[Problem to work on]
Using the listing below, please gather every line containing the word "false".

[Records]
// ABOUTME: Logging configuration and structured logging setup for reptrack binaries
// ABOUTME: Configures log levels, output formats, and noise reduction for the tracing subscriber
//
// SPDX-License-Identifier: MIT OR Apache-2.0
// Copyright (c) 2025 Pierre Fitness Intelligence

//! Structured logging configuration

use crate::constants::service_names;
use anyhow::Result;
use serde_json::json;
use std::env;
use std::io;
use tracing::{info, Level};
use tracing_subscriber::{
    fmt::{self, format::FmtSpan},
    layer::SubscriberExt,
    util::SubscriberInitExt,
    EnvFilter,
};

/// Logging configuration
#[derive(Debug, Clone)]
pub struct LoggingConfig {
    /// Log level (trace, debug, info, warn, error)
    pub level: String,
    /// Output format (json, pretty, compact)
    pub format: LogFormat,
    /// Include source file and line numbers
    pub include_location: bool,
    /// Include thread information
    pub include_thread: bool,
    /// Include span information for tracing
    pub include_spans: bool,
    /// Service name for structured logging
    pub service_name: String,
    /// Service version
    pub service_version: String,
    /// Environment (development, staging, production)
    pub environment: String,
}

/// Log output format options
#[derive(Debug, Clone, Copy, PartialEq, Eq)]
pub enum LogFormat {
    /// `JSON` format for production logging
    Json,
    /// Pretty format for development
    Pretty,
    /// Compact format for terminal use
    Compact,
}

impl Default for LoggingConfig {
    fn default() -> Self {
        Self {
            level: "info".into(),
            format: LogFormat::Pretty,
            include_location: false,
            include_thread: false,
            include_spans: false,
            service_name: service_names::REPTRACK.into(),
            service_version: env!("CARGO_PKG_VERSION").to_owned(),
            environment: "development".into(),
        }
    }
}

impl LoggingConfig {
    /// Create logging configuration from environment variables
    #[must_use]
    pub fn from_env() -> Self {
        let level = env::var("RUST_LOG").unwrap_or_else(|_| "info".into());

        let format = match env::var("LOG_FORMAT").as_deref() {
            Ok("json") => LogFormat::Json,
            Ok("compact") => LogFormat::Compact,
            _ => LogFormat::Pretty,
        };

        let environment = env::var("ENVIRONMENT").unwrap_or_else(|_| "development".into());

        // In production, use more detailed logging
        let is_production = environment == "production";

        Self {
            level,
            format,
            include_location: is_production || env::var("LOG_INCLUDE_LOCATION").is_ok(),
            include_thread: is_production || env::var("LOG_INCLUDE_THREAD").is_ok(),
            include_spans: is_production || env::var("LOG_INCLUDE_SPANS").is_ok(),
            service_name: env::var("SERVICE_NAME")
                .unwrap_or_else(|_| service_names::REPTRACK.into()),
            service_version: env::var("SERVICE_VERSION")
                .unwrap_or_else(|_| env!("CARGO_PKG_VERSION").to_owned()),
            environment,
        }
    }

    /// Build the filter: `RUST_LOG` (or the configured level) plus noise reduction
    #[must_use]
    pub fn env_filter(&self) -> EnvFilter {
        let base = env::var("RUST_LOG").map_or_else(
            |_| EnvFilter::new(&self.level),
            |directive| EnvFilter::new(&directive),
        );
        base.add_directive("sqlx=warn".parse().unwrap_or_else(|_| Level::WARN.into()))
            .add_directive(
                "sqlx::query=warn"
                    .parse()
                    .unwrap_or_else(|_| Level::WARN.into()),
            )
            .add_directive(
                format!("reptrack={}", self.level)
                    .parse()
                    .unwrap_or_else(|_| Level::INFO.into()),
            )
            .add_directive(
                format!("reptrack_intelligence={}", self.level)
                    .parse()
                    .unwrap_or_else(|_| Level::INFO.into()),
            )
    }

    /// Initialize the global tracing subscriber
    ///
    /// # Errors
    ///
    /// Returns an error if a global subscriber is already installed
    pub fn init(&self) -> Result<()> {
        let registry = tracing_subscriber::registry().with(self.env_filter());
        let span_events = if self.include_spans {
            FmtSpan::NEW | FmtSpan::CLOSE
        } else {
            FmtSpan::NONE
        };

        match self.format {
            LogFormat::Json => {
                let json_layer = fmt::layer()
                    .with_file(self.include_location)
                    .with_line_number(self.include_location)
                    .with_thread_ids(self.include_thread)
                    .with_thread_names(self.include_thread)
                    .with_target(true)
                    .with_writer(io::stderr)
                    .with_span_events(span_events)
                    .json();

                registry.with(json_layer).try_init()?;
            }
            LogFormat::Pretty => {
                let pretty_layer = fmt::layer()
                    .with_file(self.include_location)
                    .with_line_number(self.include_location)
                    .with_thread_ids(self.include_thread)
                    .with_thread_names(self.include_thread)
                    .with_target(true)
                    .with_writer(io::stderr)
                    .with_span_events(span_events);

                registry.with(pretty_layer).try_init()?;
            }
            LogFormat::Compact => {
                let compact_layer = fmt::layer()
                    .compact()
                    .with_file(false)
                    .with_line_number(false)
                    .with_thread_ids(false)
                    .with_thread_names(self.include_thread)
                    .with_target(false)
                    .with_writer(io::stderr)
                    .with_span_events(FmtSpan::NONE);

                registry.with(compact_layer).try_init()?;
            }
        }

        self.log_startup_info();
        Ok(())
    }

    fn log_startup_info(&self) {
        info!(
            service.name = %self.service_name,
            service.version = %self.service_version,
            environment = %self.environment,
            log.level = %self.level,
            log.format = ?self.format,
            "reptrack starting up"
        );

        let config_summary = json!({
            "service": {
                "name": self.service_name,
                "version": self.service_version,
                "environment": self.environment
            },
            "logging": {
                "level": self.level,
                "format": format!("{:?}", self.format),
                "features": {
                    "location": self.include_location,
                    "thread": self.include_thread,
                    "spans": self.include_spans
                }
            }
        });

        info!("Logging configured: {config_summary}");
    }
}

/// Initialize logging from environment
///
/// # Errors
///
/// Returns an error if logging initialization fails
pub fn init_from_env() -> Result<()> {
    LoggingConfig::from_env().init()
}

[Completed exercise]
            include_location: false,
            include_thread: false,
            include_spans: false,
                    .with_file(false)
                    .with_line_number(false)
                    .with_thread_ids(false)
                    .with_target(false)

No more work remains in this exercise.